Lorsque l'on observe la composition de la troupe du CCN de La Rochelle, nous pouvons constater que toute la diversité des visages de la France d'aujourd'hui est représentée. Etait-ce une réelle volonté ?


J'aime le mélange. Je suis français. Mes parents sont algériens. J'ai grandi dans un quartier multiculturel. Je viens du mélange et ça se retrouve très normalement dans mon travail. Lorsque j'ai commencé à danser le hip hop, je me suis toujours dit : « pour comprendre qui je suis à travers ma danse, il faut que j'aille voir ailleurs ». J'ai donc eu cette volonté, voir d'autres horizons. Ça m'a permis de faire de belles rencontres, de belles créations. En France mais aussi en Inde, au Brésil, en Afrique…


J'ai toujours considéré que c'est dans la différence qu'on se construit et que l'on peut danser avec n'importe quelle esthétique. L'important c'est de créer du lien ensemble. Pour moi c'est le summum de mon travail, comment crée-t-on du lien ? C'est pour cela que travailler autour de Mozart ou d'autres compositeurs classiques connus, ça ne me fait pas peur en soi.

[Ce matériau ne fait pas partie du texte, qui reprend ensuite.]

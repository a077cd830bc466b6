//! A fixed-capacity slot pool with generation counters and weak, checkable handles.
//!
//! Every slot in a [`GenPool`] carries a one-byte [`Generation`] whose low bit
//! records whether the slot currently holds a constructed value. Removing a value
//! advances the slot's generation, so a [`Handle`] captured earlier can always be
//! detected as stale: use-after-free turns into a recoverable [`None`] instead of
//! silently reading recycled data.
//!
//! Two configurations share the same algorithm:
//!
//! - [`GenPool`] allocates and owns its backing storage through any
//!   [`RawAllocator`](raw_alloc::RawAllocator), releasing it exactly once on drop.
//! - [`GenSlots`] operates over a caller-supplied byte buffer it never frees,
//!   for storage that lives in an arena or on the stack.
//!
//! # Handles
//!
//! A [`Handle`] is a capability to *attempt* access, never an owner: it stores
//! only a slot index and the generation captured when it was created. Resolution
//! happens through the pool ([`get()`](GenPool::get),
//! [`is_current()`](GenPool::is_current)); the generation comparison is the
//! entire check, no pointers are involved.
//!
//! # Slot reuse
//!
//! [`try_append()`](GenPool::try_append) hands out slots in index order using an
//! internal cursor and never revisits freed slots; reusing a freed slot is an
//! explicit act via [`try_insert_at()`](GenPool::try_insert_at). This keeps the
//! pool free of free-list bookkeeping by design.
//!
//! # Examples
//!
//! ```
//! use gen_pool::GenPool;
//! use new_zealand::nz;
//!
//! let mut pool = GenPool::builder().capacity(nz!(8)).build();
//!
//! let handle = pool.try_append("payload").expect("fresh pool has free slots");
//! assert_eq!(pool.get(handle), Some(&"payload"));
//!
//! pool.remove_at(handle.index());
//! assert_eq!(pool.get(handle), None);
//!
//! // The slot can be reused explicitly; the old handle stays stale.
//! pool.try_insert_at(handle.index(), "recycled").expect("slot was freed");
//! assert_eq!(pool.get(handle), None);
//! ```

mod builder;
mod generation;
mod handle;
mod pool;
mod raw;
mod slots;

pub use builder::*;
pub use generation::*;
pub use handle::*;
pub use pool::*;
pub(crate) use raw::*;
pub use slots::*;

Le plus important c'est de créer du lien avec cette œuvre. Et sur scène, de montrer le regard que l'on a sur le monde. 


 


« Un break à Mozart » a été joué à New York le 2 juillet dernier en marge d'une escale de l'Hermione aux Etats-Unis. Comment la création a-t-elle été accueillie ?


Ça a été un grand moment. Ce qu'il faut savoir c'est que comme je l'ai dit « Un break à Mozart » était un one shot au début. L'année dernière, aux Nuits Romanes, quand il a été joué, Ségolène Royale était présente ainsi que le président de Région. Ils ont adoré le spectacle et ils ont dit qu'il fallait que ce soit le spectacle qui accompagne l'Hermione outre-Atlantique.


Au départ nous devions faire toutes les escales en Amérique mais c'était compliqué en termes de calendrier. Finalement nous avons joué une seule et unique grande date à New-York, Central Park. C'était en plein air, dans ce parc mythique. Et « Un break à Mozart » a, je pense, en toute modestie, marqué les esprits des gens. Parce que nous avons une vraie spécificité française lorsque l'on parle de création artistique hip hop.


Là-bas, cette création n'existe pas. Donc, quand on présente « Un break à Mozart », une rencontre entre musique savante, orchestre live et danse hip hop, les gens sont déboussolés. Et quand je discutais avec eux à la fin, ils me disaient mais ce n'était pas du hip hop qu'ils avaient vu, et pourtant si.